テルミン式バースデーケーキの浪漫

■テルミン■

世界最古の電子楽器テルミン。開発者であるテルミン博士と彼をめぐる人々を扱ったドキュメンタリー映画「テルミン」で,僕は初めてこの不思議な楽器を知った。

空間にかざした手を動かすことで演奏するテルミン。シンセサイザー以前の電子楽器の祖としても興味深い代物だが,なんといっても楽器に触れずに演奏するそのスタイルが実にフシギ。IT関連のデモなどで身体の動きで音や映像を制御するパフォーマンスがあるけれども,テルミン博士と彼の友人たちははるか昔にそれを先取りしていたのだ。

残っている映像が古いものだけに,未来的であるはずのテルミンの演奏はクラシックなSF映画のような郷愁に彩られている。今とは違う別の世界での未来。アナログサイエンスが主流のもうひとつの未来を,ある種の懐かしさとともにイメージさせてくれるのである。

テルミンの音色はまだ単音しか出せなかった初期のアナログシンセを連想させる。僕は昔ちょっとだけ単音時代のシンセをいじったことがある(夢はもちろん冨田勲だ!)のでこの音にはオシレーターの懐かしい響きを感じた。ちょっと鋸バイオリンのような音といったら俗に過ぎるかな。

それにしても不思議な余韻の映画である。何かどーんと感動的なものが迫ってくるわけではないけど,人生の苦さと豊かさ,国家権力の影と戦争の悲劇,天才の栄光と苦悩といった,まあありきたりな表現で申し訳ないが,そんなものが伝わってくる。

テルミンという楽器もその演奏も興味深いが,淡く痛みを感じるのがテルミン博士たちの若かりし時代のロマンティシズムである。

ロシア生まれの天才的物理学者にしてチェロ奏者というテルミン博士のキャラクターからして極めて浪漫的だ。その風貌も劇的だが,彼の工房を取り巻く人々との交流の様子にはサロン的,あるいは貴族的青春の薫りみたいな雰囲気が漂っている。現代の殺伐とした人生にため息をついている人にはうらやましさと切なさで胸が痛むだろう。

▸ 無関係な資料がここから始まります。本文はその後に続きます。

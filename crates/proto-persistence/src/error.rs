//! Persistence error types.
//!
//! All persistence operations return structured errors that provide
//! user-friendly messages and optional remediation hints.

use std::path::PathBuf;

use thiserror::Error;

/// Persistence operation error.
#[derive(Debug, Error)]
#[non_exhaustive]
pub enum PersistenceError {
    /// File I/O error.
    #[error("Failed to {operation} file: {path}")]
    Io {
        operation: &'static str,
        path: PathBuf,
        #[source]
        source: std::io::Error,
    },

    /// The file is not a prototype document or library bucket.
    #[error("Invalid file format: {path}")]
    InvalidFormat { path: PathBuf, reason: String },

    /// Document written by a newer version.
    #[error("Document version {found} is not supported (maximum: {max_supported})")]
    UnsupportedVersion {
        found: u32,
        max_supported: u32,
        path: PathBuf,
    },

    /// A saved composition needs a non-blank display name.
    #[error("Saved composition name must not be blank")]
    BlankName,

    /// Serialization error.
    #[error("Failed to serialize data")]
    Serialization {
        #[source]
        source: Box<dyn std::error::Error + Send + Sync>,
    },

    /// Deserialization error.
    #[error("Failed to deserialize data")]
    Deserialization {
        #[source]
        source: Box<dyn std::error::Error + Send + Sync>,
    },

    /// Atomic write failed (temp file couldn't be renamed).
    #[error("Failed to complete save operation")]
    AtomicWriteFailed {
        temp_path: PathBuf,
        target_path: PathBuf,
        #[source]
        source: std::io::Error,
    },
}

impl PersistenceError {
    pub(crate) fn serialization(source: serde_json::Error) -> Self {
        Self::Serialization {
            source: Box::new(source),
        }
    }

    pub(crate) fn deserialization(source: serde_json::Error) -> Self {
        Self::Deserialization {
            source: Box::new(source),
        }
    }

    /// Get a user-friendly message for this error.
    pub fn user_message(&self) -> String {
        match self {
            Self::Io {
                operation, path, ..
            } => {
                format!("Could not {} the file at {}", operation, path.display())
            }
            Self::InvalidFormat { path, reason } => {
                format!(
                    "The file at {} is not a valid prototype file: {}",
                    path.display(),
                    reason
                )
            }
            Self::UnsupportedVersion {
                found,
                max_supported,
                ..
            } => {
                format!(
                    "This prototype was saved by a newer version of the studio \
                    (document version {found}, this version supports up to {max_supported})."
                )
            }
            Self::BlankName => "Give the saved component a name.".to_string(),
            Self::Serialization { .. } => "An error occurred while writing the data.".to_string(),
            Self::Deserialization { .. } => {
                "An error occurred while reading stored data. It may be corrupted.".to_string()
            }
            Self::AtomicWriteFailed { target_path, .. } => {
                format!(
                    "Could not save the file to {}. Please check disk space and permissions.",
                    target_path.display()
                )
            }
        }
    }

    /// Get a suggestion for how to resolve this error.
    pub fn suggestion(&self) -> Option<String> {
        match self {
            Self::Io { operation, .. } => {
                if *operation == "read" {
                    Some("Check that the file exists and you have permission to read it.".into())
                } else {
                    Some("Check that you have permission to write to this location.".into())
                }
            }
            Self::InvalidFormat { .. } => {
                Some("Make sure the path points to a prototype JSON document.".into())
            }
            Self::UnsupportedVersion { .. } => Some("Update the studio to open this file.".into()),
            Self::BlankName => None,
            Self::Serialization { .. } => None,
            Self::Deserialization { .. } => Some("Try restoring a backup if you have one.".into()),
            Self::AtomicWriteFailed { .. } => {
                Some("Free up disk space or try saving to a different location.".into())
            }
        }
    }
}

/// Result type alias for persistence operations.
pub type Result<T> = std::result::Result<T, PersistenceError>;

作中,テルミン最高の演奏家にして彼らのマドンナだったらしいクララ・ロックモア嬢の誕生日にテルミン博士が用意したバースデーケーキのエピソードが出てくる。それはテルミンと同じ原理で,近づくとローソクが点灯しケーキが回転するという仕掛けになっていた。

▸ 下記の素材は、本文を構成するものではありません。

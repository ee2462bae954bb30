//! Structural hashing for "unchanged since instantiated" detection.

use std::collections::BTreeMap;

use proto_model::{ComponentInstance, PropValue};
use serde::Serialize;
use sha2::{Digest, Sha256};

/// The part of an instance the structural hash covers.
///
/// Only the root's own shape: descendants count, their content does not.
#[derive(Serialize)]
#[serde(rename_all = "camelCase")]
struct HashInput<'a> {
    type_name: &'a str,
    properties: &'a BTreeMap<String, PropValue>,
    child_count: usize,
    slot_names: Vec<&'a str>,
}

/// SHA-256 (hex) over the type, explicit properties, ordinary child count
/// and slot names of `instance`.
///
/// Deterministic: properties and slots are keyed by sorted maps, so the
/// canonical JSON fed to the digest is stable.
pub fn structural_hash(instance: &ComponentInstance) -> String {
    let input = HashInput {
        type_name: &instance.type_name,
        properties: &instance.properties,
        child_count: instance.children.len(),
        slot_names: instance.slot_names().collect(),
    };
    // Serializing plain strings, numbers and maps cannot fail.
    let canonical = serde_json::to_vec(&input).unwrap_or_default();
    hex::encode(Sha256::digest(&canonical))
}

/// Whether an instantiated saved composition still matches its snapshot.
///
/// `false` for instances that did not come from the library.
pub fn is_unmodified(instance: &ComponentInstance) -> bool {
    instance
        .saved_composition_ref
        .as_ref()
        .is_some_and(|origin| origin.structural_hash == structural_hash(instance))
}
use std::collections::BTreeMap;

use serde_json::Value;

use super::KeyValueStore;
use crate::error::Result;

/// Process-local store, lost on exit.
#[derive(Debug, Clone, Default)]
pub struct MemoryStore {
    entries: BTreeMap<String, Value>,
}

impl MemoryStore {
    pub fn new() -> Self {
        Self::default()
    }

    pub fn len(&self) -> usize {
        self.entries.len()
    }

    pub fn is_empty(&self) -> bool {
        self.entries.is_empty()
    }
}

impl KeyValueStore for MemoryStore {
    fn put(&mut self, key: &str, value: Value) -> Result<()> {
        self.entries.insert(key.to_string(), value);
        Ok(())
    }

    fn get(&self, key: &str) -> Result<Option<Value>> {
        Ok(self.entries.get(key).cloned())
    }

    fn delete(&mut self, key: &str) -> Result<bool> {
        Ok(self.entries.remove(key).is_some())
    }

    fn list_all(&self) -> Result<Vec<Value>> {
        Ok(self.entries.values().cloned().collect())
    }
}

実際の映像も出てくるのだが,こういったちょっとしたお遊びにエネルギーを注ぐ貴族的なゆとり,恋心を秘めた大人の余裕みたいなものは今ではずいぶん遠い世界のものになってしまった。クララも言っている。「あの時代はロマンチックだったのよ」と。

DVDではチャプター4の13分17秒あたり。単体でもリリースされているが,2DVD+1CDのコレクターズボックスの方が断然充実していると思う。

年老いたテルミン博士とクララが再会するラスト,僕は何か無惨なものと人生を生き切った安寧のようなものとが入り混じったそんな感慨を覚えた。彼らの頼りなげな肩に,20世紀がいかに激動の時代であったか,そんなことまでふと感じてしまうのである。